* **What you have to do**:
Every record below, from first to last: print it exactly as shown.

========

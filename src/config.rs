//! TOML configuration.
//!
//! Every tunable of the service (chunk sizing, top-k, distance metric,
//! provider endpoints, timeouts, session lifetime) lives here and is passed
//! into the services at construction time by the composition root.

use anyhow::{Context, Result};
use serde::Deserialize;
use std::path::{Path, PathBuf};

#[derive(Debug, Deserialize, Clone)]
pub struct Config {
    pub db: DbConfig,
    #[serde(default)]
    pub chunking: ChunkingConfig,
    #[serde(default)]
    pub retrieval: RetrievalConfig,
    #[serde(default)]
    pub embedding: EmbeddingConfig,
    #[serde(default)]
    pub generation: GenerationConfig,
    pub server: ServerConfig,
    #[serde(default)]
    pub auth: AuthConfig,
}

#[derive(Debug, Deserialize, Clone)]
pub struct DbConfig {
    pub path: PathBuf,
    #[serde(default = "default_acquire_timeout_secs")]
    pub acquire_timeout_secs: u64,
}

fn default_acquire_timeout_secs() -> u64 {
    5
}

#[derive(Debug, Deserialize, Clone)]
pub struct ChunkingConfig {
    /// Window length in characters.
    #[serde(default = "default_chunk_size")]
    pub chunk_size: usize,
    /// Characters shared between neighbouring windows.
    #[serde(default = "default_overlap")]
    pub overlap: usize,
}

impl Default for ChunkingConfig {
    fn default() -> Self {
        Self {
            chunk_size: default_chunk_size(),
            overlap: default_overlap(),
        }
    }
}

fn default_chunk_size() -> usize {
    800
}
fn default_overlap() -> usize {
    200
}

#[derive(Debug, Deserialize, Clone, Copy, PartialEq, Eq, Default)]
#[serde(rename_all = "lowercase")]
pub enum DistanceMetric {
    /// `1 - cos(a, b)`; smaller is closer.
    #[default]
    Cosine,
    /// L2 distance.
    Euclidean,
}

#[derive(Debug, Deserialize, Clone)]
pub struct RetrievalConfig {
    #[serde(default = "default_top_k")]
    pub top_k: usize,
    #[serde(default)]
    pub metric: DistanceMetric,
}

impl Default for RetrievalConfig {
    fn default() -> Self {
        Self {
            top_k: default_top_k(),
            metric: DistanceMetric::default(),
        }
    }
}

fn default_top_k() -> usize {
    3
}

#[derive(Debug, Deserialize, Clone)]
pub struct EmbeddingConfig {
    #[serde(default = "default_provider")]
    pub provider: String,
    #[serde(default)]
    pub model: Option<String>,
    #[serde(default)]
    pub dims: Option<usize>,
    /// Base URL override (OpenAI-compatible base or Ollama host).
    #[serde(default)]
    pub url: Option<String>,
    #[serde(default = "default_api_key_env")]
    pub api_key_env: String,
    #[serde(default = "default_batch_size")]
    pub batch_size: usize,
    #[serde(default)]
    pub max_retries: u32,
    #[serde(default = "default_timeout_secs")]
    pub timeout_secs: u64,
}

impl Default for EmbeddingConfig {
    fn default() -> Self {
        Self {
            provider: "disabled".to_string(),
            model: None,
            dims: None,
            url: None,
            api_key_env: default_api_key_env(),
            batch_size: default_batch_size(),
            max_retries: 0,
            timeout_secs: default_timeout_secs(),
        }
    }
}

impl EmbeddingConfig {
    pub fn is_enabled(&self) -> bool {
        self.provider != "disabled"
    }
}

#[derive(Debug, Deserialize, Clone)]
pub struct GenerationConfig {
    #[serde(default = "default_provider")]
    pub provider: String,
    #[serde(default = "default_chat_model")]
    pub model: String,
    #[serde(default)]
    pub url: Option<String>,
    #[serde(default = "default_api_key_env")]
    pub api_key_env: String,
    #[serde(default)]
    pub temperature: f32,
    #[serde(default = "default_timeout_secs")]
    pub timeout_secs: u64,
}

impl Default for GenerationConfig {
    fn default() -> Self {
        Self {
            provider: "disabled".to_string(),
            model: default_chat_model(),
            url: None,
            api_key_env: default_api_key_env(),
            temperature: 0.0,
            timeout_secs: default_timeout_secs(),
        }
    }
}

fn default_provider() -> String {
    "disabled".to_string()
}
fn default_chat_model() -> String {
    "gpt-4o-mini".to_string()
}
fn default_api_key_env() -> String {
    "OPENAI_API_KEY".to_string()
}
fn default_batch_size() -> usize {
    64
}
fn default_timeout_secs() -> u64 {
    30
}

#[derive(Debug, Deserialize, Clone)]
pub struct ServerConfig {
    pub bind: String,
}

#[derive(Debug, Deserialize, Clone)]
pub struct AuthConfig {
    /// Environment variable holding the token signing secret.
    #[serde(default = "default_secret_env")]
    pub secret_env: String,
    #[serde(default = "default_token_ttl_secs")]
    pub token_ttl_secs: i64,
    #[serde(default = "default_cookie_name")]
    pub cookie_name: String,
    #[serde(default)]
    pub secure_cookie: bool,
}

impl Default for AuthConfig {
    fn default() -> Self {
        Self {
            secret_env: default_secret_env(),
            token_ttl_secs: default_token_ttl_secs(),
            cookie_name: default_cookie_name(),
            secure_cookie: false,
        }
    }
}

fn default_secret_env() -> String {
    "RAGDESK_JWT_SECRET".to_string()
}
fn default_token_ttl_secs() -> i64 {
    3600
}
fn default_cookie_name() -> String {
    "jwt_personal_session_token".to_string()
}

pub fn load_config(path: &Path) -> Result<Config> {
    let content = std::fs::read_to_string(path)
        .with_context(|| format!("Failed to read config file: {}", path.display()))?;

    let config: Config = toml::from_str(&content).with_context(|| "Failed to parse config file")?;
    validate(&config)?;
    Ok(config)
}

pub fn validate(config: &Config) -> Result<()> {
    if config.chunking.chunk_size == 0 {
        anyhow::bail!("chunking.chunk_size must be > 0");
    }
    if config.chunking.overlap >= config.chunking.chunk_size {
        anyhow::bail!("chunking.overlap must be smaller than chunking.chunk_size");
    }

    if config.retrieval.top_k < 1 {
        anyhow::bail!("retrieval.top_k must be >= 1");
    }

    if config.embedding.is_enabled() {
        if config.embedding.dims.is_none() || config.embedding.dims == Some(0) {
            anyhow::bail!(
                "embedding.dims must be > 0 when provider is '{}'",
                config.embedding.provider
            );
        }
        if config.embedding.model.is_none() {
            anyhow::bail!(
                "embedding.model must be specified when provider is '{}'",
                config.embedding.provider
            );
        }
        if config.embedding.batch_size == 0 {
            anyhow::bail!("embedding.batch_size must be > 0");
        }
    }

    match config.embedding.provider.as_str() {
        "disabled" | "openai" | "ollama" => {}
        other => anyhow::bail!(
            "Unknown embedding provider: '{}'. Must be disabled, openai, or ollama.",
            other
        ),
    }

    match config.generation.provider.as_str() {
        "disabled" | "openai" => {}
        other => anyhow::bail!(
            "Unknown generation provider: '{}'. Must be disabled or openai.",
            other
        ),
    }

    if config.auth.token_ttl_secs <= 0 {
        anyhow::bail!("auth.token_ttl_secs must be > 0");
    }

    Ok(())
}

========

* **Output for this task**:
filename src/config.rs
//! TOML configuration.
//!
//! Every tunable of the service (chunk sizing, top-k, distance metric,
//! provider endpoints, timeouts, session lifetime) lives here and is passed
//! into the services at construction time by the composition root.

use anyhow::{Context, Result};
use serde::Deserialize;
use std::path::{Path, PathBuf};

#[derive(Debug, Deserialize, Clone)]
pub struct Config {
    pub db: DbConfig,
    #[serde(default)]
    pub chunking: ChunkingConfig,
    #[serde(default)]
    pub retrieval: RetrievalConfig,
    #[serde(default)]
    pub embedding: EmbeddingConfig,
    #[serde(default)]
    pub generation: GenerationConfig,
    pub server: ServerConfig,
    #[serde(default)]
    pub auth: AuthConfig,
}

#[derive(Debug, Deserialize, Clone)]
pub struct DbConfig {
    pub path: PathBuf,
    #[serde(default = "default_acquire_timeout_secs")]
    pub acquire_timeout_secs: u64,
}

fn default_acquire_timeout_secs() -> u64 {
    5
}

#[derive(Debug, Deserialize, Clone)]
pub struct ChunkingConfig {
    /// Window length in characters.
    #[serde(default = "default_chunk_size")]
    pub chunk_size: usize,
    /// Characters shared between neighbouring windows.
    #[serde(default = "default_overlap")]
    pub overlap: usize,
}

impl Default for ChunkingConfig {
    fn default() -> Self {
        Self {
            chunk_size: default_chunk_size(),
            overlap: default_overlap(),
        }
    }
}

fn default_chunk_size() -> usize {
    800
}
fn default_overlap() -> usize {
    200
}

#[derive(Debug, Deserialize, Clone, Copy, PartialEq, Eq, Default)]
#[serde(rename_all = "lowercase")]
pub enum DistanceMetric {
    /// `1 - cos(a, b)`; smaller is closer.
    #[default]
    Cosine,
    /// L2 distance.
    Euclidean,
}

#[derive(Debug, Deserialize, Clone)]
pub struct RetrievalConfig {
    #[serde(default = "default_top_k")]
    pub top_k: usize,
    #[serde(default)]
    pub metric: DistanceMetric,
}

impl Default for RetrievalConfig {
    fn default() -> Self {
        Self {
            top_k: default_top_k(),
            metric: DistanceMetric::default(),
        }
    }
}

fn default_top_k() -> usize {
    3
}

#[derive(Debug, Deserialize, Clone)]
pub struct EmbeddingConfig {
    #[serde(default = "default_provider")]
    pub provider: String,
    #[serde(default)]
    pub model: Option<String>,
    #[serde(default)]
    pub dims: Option<usize>,
    /// Base URL override (OpenAI-compatible base or Ollama host).
    #[serde(default)]
    pub url: Option<String>,
    #[serde(default = "default_api_key_env")]
    pub api_key_env: String,
    #[serde(default = "default_batch_size")]
    pub batch_size: usize,
    #[serde(default)]
    pub max_retries: u32,
    #[serde(default = "default_timeout_secs")]
    pub timeout_secs: u64,
}

impl Default for EmbeddingConfig {
    fn default() -> Self {
        Self {
            provider: "disabled".to_string(),
            model: None,
            dims: None,
            url: None,
            api_key_env: default_api_key_env(),
            batch_size: default_batch_size(),
            max_retries: 0,
            timeout_secs: default_timeout_secs(),
        }
    }
}

impl EmbeddingConfig {
    pub fn is_enabled(&self) -> bool {
        self.provider != "disabled"
    }
}

#[derive(Debug, Deserialize, Clone)]
pub struct GenerationConfig {
    #[serde(default = "default_provider")]
    pub provider: String,
    #[serde(default = "default_chat_model")]
    pub model: String,
    #[serde(default)]
    pub url: Option<String>,
    #[serde(default = "default_api_key_env")]
    pub api_key_env: String,
    #[serde(default)]
    pub temperature: f32,
    #[serde(default = "default_timeout_secs")]
    pub timeout_secs: u64,
}

impl Default for GenerationConfig {
    fn default() -> Self {
        Self {
            provider: "disabled".to_string(),
            model: default_chat_model(),
            url: None,
            api_key_env: default_api_key_env(),
            temperature: 0.0,
            timeout_secs: default_timeout_secs(),
        }
    }
}

fn default_provider() -> String {
    "disabled".to_string()
}
fn default_chat_model() -> String {
    "gpt-4o-mini".to_string()
}
fn default_api_key_env() -> String {
    "OPENAI_API_KEY".to_string()
}
fn default_batch_size() -> usize {
    64
}
fn default_timeout_secs() -> u64 {
    30
}

#[derive(Debug, Deserialize, Clone)]
pub struct ServerConfig {
    pub bind: String,
}

#[derive(Debug, Deserialize, Clone)]
pub struct AuthConfig {
    /// Environment variable holding the token signing secret.
    #[serde(default = "default_secret_env")]
    pub secret_env: String,
    #[serde(default = "default_token_ttl_secs")]
    pub token_ttl_secs: i64,
    #[serde(default = "default_cookie_name")]
    pub cookie_name: String,
    #[serde(default)]
    pub secure_cookie: bool,
}

impl Default for AuthConfig {
    fn default() -> Self {
        Self {
            secret_env: default_secret_env(),
            token_ttl_secs: default_token_ttl_secs(),
            cookie_name: default_cookie_name(),
            secure_cookie: false,
        }
    }
}

fn default_secret_env() -> String {
    "RAGDESK_JWT_SECRET".to_string()
}
fn default_token_ttl_secs() -> i64 {
    3600
}
fn default_cookie_name() -> String {
    "jwt_personal_session_token".to_string()
}

pub fn load_config(path: &Path) -> Result<Config> {
    let content = std::fs::read_to_string(path)
        .with_context(|| format!("Failed to read config file: {}", path.display()))?;

    let config: Config = toml::from_str(&content).with_context(|| "Failed to parse config file")?;
    validate(&config)?;
    Ok(config)
}

pub fn validate(config: &Config) -> Result<()> {
    if config.chunking.chunk_size == 0 {
        anyhow::bail!("chunking.chunk_size must be > 0");
    }
    if config.chunking.overlap >= config.chunking.chunk_size {
        anyhow::bail!("chunking.overlap must be smaller than chunking.chunk_size");
    }

    if config.retrieval.top_k < 1 {
        anyhow::bail!("retrieval.top_k must be >= 1");
    }

    if config.embedding.is_enabled() {
        if config.embedding.dims.is_none() || config.embedding.dims == Some(0) {
            anyhow::bail!(
                "embedding.dims must be > 0 when provider is '{}'",
                config.embedding.provider
            );
        }
        if config.embedding.model.is_none() {
            anyhow::bail!(
                "embedding.model must be specified when provider is '{}'",
                config.embedding.provider
            );
        }
        if config.embedding.batch_size == 0 {
            anyhow::bail!("embedding.batch_size must be > 0");
        }
    }

    match config.embedding.provider.as_str() {
        "disabled" | "openai" | "ollama" => {}
        other => anyhow::bail!(
            "Unknown embedding provider: '{}'. Must be disabled, openai, or ollama.",
            other
        ),
    }

    match config.generation.provider.as_str() {
        "disabled" | "openai" => {}
        other => anyhow::bail!(
            "Unknown generation provider: '{}'. Must be disabled or openai.",
            other
        ),
    }

    if config.auth.token_ttl_secs <= 0 {
        anyhow::bail!("auth.token_ttl_secs must be > 0");
    }

    Ok(())
}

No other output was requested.